Shortening HTML id's and classes automatically in order to reduce kb of document and improve loading speed

We encourage users to post events happening in the community to the community events group on https://www.drupal.org.
Anonymous's picture

When viewing Drupal HTML, one notices that the id's and classes on a HTML element can be at times numerous and large. Some of the tags are quite long as well. While clear tags can make for excellent readibility, and ease of design; they are extra bytes which slow down the passing of data, and add kb to the bandwidth.

What about automatically renaming and storing HTML elements and equal CSS tags in letter and number combinations?

For example, for illustration purposes:

<div class="block block-block ">
  <div class="block-inner clear-block">
     <div class="content-wrapper"><div class="content">

could also be done as:

<div class="a1 a2">
  <div class="a3">
       <div class="a4"><div class="a5">

How many letter and number combinations would you need?

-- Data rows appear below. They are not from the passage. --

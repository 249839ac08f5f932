//! Peer book commands: list, add, remove, resolve, connect.

use clap::Subcommand;
use serde_json::{json, Value};

use crate::{ipc_client, Ctx};

#[derive(Subcommand)]
pub enum PeersAction {
    /// List peers with live connection state.
    List {
        /// Identity whose peer book to read.
        #[arg(long = "as")]
        as_identity: Option<String>,
    },
    /// Add or extend a peer record.
    Add {
        /// The peer's principal.
        principal: String,
        /// A multi-address or legacy host:port.
        address: Option<String>,
        /// Local display alias.
        #[arg(long)]
        alias: Option<String>,
        /// PX-1 sharing class: public, friends, or private.
        #[arg(long)]
        visibility: Option<String>,
        /// Identity whose peer book to extend.
        #[arg(long = "as")]
        as_identity: Option<String>,
    },
    /// Remove a peer record.
    Remove {
        /// The peer's principal.
        principal: String,
        /// Identity whose peer book to edit.
        #[arg(long = "as")]
        as_identity: Option<String>,
    },
    /// Resolve a principal's contact record over PX-1.
    Resolve {
        /// The principal to resolve.
        principal: String,
        /// Only ask the session with this remote.
        #[arg(long)]
        through: Option<String>,
        /// Identity to resolve as.
        #[arg(long = "as")]
        as_identity: Option<String>,
    },
    /// Dial a multi-address and authenticate.
    Connect {
        /// Target multi-address or legacy host:port.
        multiaddr: String,
    },
}

pub async fn run(ctx: &Ctx, action: PeersAction) -> Result<Value, String> {
    let (request, extra_wait) = match action {
        PeersAction::List { as_identity } => (with_as(json!({ "cmd": "peers" }), as_identity), None),
        PeersAction::Add {
            principal,
            address,
            alias,
            visibility,
            as_identity,
        } => {
            let mut request = json!({ "cmd": "peer_add", "principal": principal });
            if let Some(address) = address {
                request["address"] = Value::String(address);
            }
            if let Some(alias) = alias {
                request["alias"] = Value::String(alias);
            }
            if let Some(visibility) = visibility {
                request["visibility"] = Value::String(visibility);
            }
            (with_as(request, as_identity), None)
        }
        PeersAction::Remove {
            principal,
            as_identity,
        } => (
            with_as(json!({ "cmd": "peer_remove", "principal": principal }), as_identity),
            None,
        ),
        PeersAction::Resolve {
            principal,
            through,
            as_identity,
        } => {
            let mut request = json!({ "cmd": "peer_resolve", "principal": principal });
            if let Some(through) = through {
                request["through"] = Value::String(through);
            }
            (
                with_as(request, as_identity),
                Some(std::time::Duration::from_secs(15)),
            )
        }
        PeersAction::Connect { multiaddr } => {
            (json!({ "cmd": "connect", "multiaddr": multiaddr }), None)
        }
    };

    let response = ipc_client::request(&ctx.data.socket_path(), request, extra_wait).await?;
    ipc_client::into_data(response)
}

fn with_as(mut request: Value, as_identity: Option<String>) -> Value {
    if let Some(selector) = as_identity {
        request["as"] = Value::String(selector);
    }
    request
}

Well, say you use a scheme of AAA or AAAA, where AAA can be A12, B87, C93, etc. Would this allow for enough variations to use in a theme?

So instead of having something like:

<li class="views-row views-row-1 views-row-odd views-row-first">

You'd have:

<li class="B14 B15 B16 B17">

The (PHP) script would have to recognize the code in the HTML and look for the same code in the CSS files used. Then rewrite this into new CSS sheets, and a new theme folder with PHP files, a subfolder of the theme to store all this, which a module could automatically redirect to, and load instead of the normal theme. This way the conversion would only have to be done once, and Drupal would load straight from the optimized theme folder, thereby saving CPU's and memory, in comparison to doing a live conversion. Additionally a white space remover could be added to the process.

Using a module with an administration backend where you would be able to switch on and switch off the shortening of tags, in case you need the human readable version for design.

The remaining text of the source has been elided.